We've Come a Long Way From 'Rain Man'
TV's depiction of people on the autism spectrum remains a work in progress, but it's a process that has yielded some solid and often enlightening shows in recent years. Amazon's As We See It, from Parenthood showrunner Jason Katims, is full of big emotional swings, and in casting a trio of stars on the spectrum — Rick Glassman, Sue Ann Pien and Albert Rutecki, all terrific — the show feels like a leap. Three seasons of the well-regarded drama The A Word are also on Amazon. Netflix's Atypicalcaught some slack because star Keir Gilchrist is neurotypical, but I think it's still well worth watching, as is Everything's Gonna Be OK, which Freeform cancelled after two seasons and can now be watched on Hulu. [Rain Man, a movie that I don't dislike even though it has real problems, isn't currently on any streaming platform.]
Then 'A Hero' Comes Along
Oscar winner Asghar Farhadi's A Hero was one of the most acclaimed films at last year's Cannes Film Festival, and it has already made this year's Academy Awards shortlist in the international feature category. It's now on Amazon, which also has the director's 2017 drama The Salesman. Farhadi''s 2019 film Everybody Knows, featuring Penelope Cruz and Javier Bardem, is on Tubi.
Paying Tribute
It was a particularly rough week. André Leon Talley, one of the most recognizable figures in fashion from his time as an editor of at Vogue and judge on America's Next Top Model, died at 73. I recommend Kate Novack's 2018 documentary The Gospel According to André, available on HBO Max. French actor Gaspard Ulliel died at 37, and you can see the Hannibal Lecter prequel Hannibal Rising, featuring Ulliel in the title role, on Tubi. Best known as a musician, of course, the late, great Michael "Meat Loaf" Aday was also a compelling actor, with Fight Club (available on Amazon) among his best. Finally, Louie Anderson died at 68. The '80s stand-up icon has several of his comedy specials available on Peacock and Tubi, but really just head over to Hulu and start with Baskets, where Anderson's Emmy-winning performance was a thing of beauty.

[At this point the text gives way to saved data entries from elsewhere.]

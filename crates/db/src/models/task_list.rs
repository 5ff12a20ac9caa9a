//! Task list entity model and DTOs.

use serde::Serialize;
use sqlx::FromRow;
use taskboard_core::types::{DbId, Timestamp};

use super::task::Task;

/// A row from the `task_lists` table.
#[derive(Debug, Clone, FromRow, Serialize)]
#[serde(rename_all = "camelCase")]
pub struct TaskList {
    pub id: DbId,
    pub title: String,
    pub user_id: DbId,
    pub created_at: Timestamp,
    pub updated_at: Timestamp,
}

/// A task list together with all of its tasks.
#[derive(Debug, Clone, Serialize)]
pub struct TaskListWithTasks {
    #[serde(flatten)]
    pub list: TaskList,
    pub tasks: Vec<Task>,
}

/// DTO for creating a new task list.
#[derive(Debug, Clone)]
pub struct CreateTaskList {
    pub title: String,
    pub user_id: DbId,
}
//! User entity model and DTOs.

use serde::Serialize;
use sqlx::FromRow;
use taskboard_core::types::{DbId, Timestamp};

/// Full user row from the `users` table.
///
/// Contains the password hash -- NEVER serialize this to API responses directly.
/// Use [`UserInfo`] for external-facing output.
#[derive(Debug, Clone, FromRow)]
pub struct User {
    pub id: DbId,
    pub email: String,
    pub password_hash: String,
    pub created_at: Timestamp,
}

/// Public user representation embedded in the login response.
#[derive(Debug, Clone, Serialize)]
pub struct UserInfo {
    pub id: DbId,
    pub email: String,
}

impl From<&User> for UserInfo {
    fn from(user: &User) -> Self {
        Self {
            id: user.id,
            email: user.email.clone(),
        }
    }
}

/// DTO for creating a new user.
#[derive(Debug, Clone)]
pub struct CreateUser {
    pub email: String,
    pub password_hash: String,
}
use std::sync::Arc;

use taskboard_db::Store;

use crate::config::ServerConfig;

/// Shared application state available to all Axum handlers via `State<AppState>`.
///
/// Cheap to clone: both fields are behind `Arc`.
#[derive(Clone)]
pub struct AppState {
    /// Persistence backend (Postgres in production, in-memory in tests).
    pub store: Arc<dyn Store>,
    /// Server configuration, including token secrets.
    pub config: Arc<ServerConfig>,
}

impl AppState {
    pub fn new(store: Arc<dyn Store>, config: ServerConfig) -> Self {
        Self {
            store,
            config: Arc::new(config),
        }
    }
}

This Week's THR Staff Pick
Erik Hayden, executive editor, business, has been doing some HBO unscripted catchup. He writes, "I was expecting HBO’s docuseries Small Town News: KPVM Pahrump to be an earnest Journalism 101 class on “news deserts” (communities lacking local reporters). But each half hour of its six episodes is set up more like The Office. Trump backer and KPVM owner Vernon Van Winkle is the boss who dreams big of expanding his rural Nevada station to Las Vegas. His journalists are shown trying to make the best of the ever-shifting sands of their owner's whims."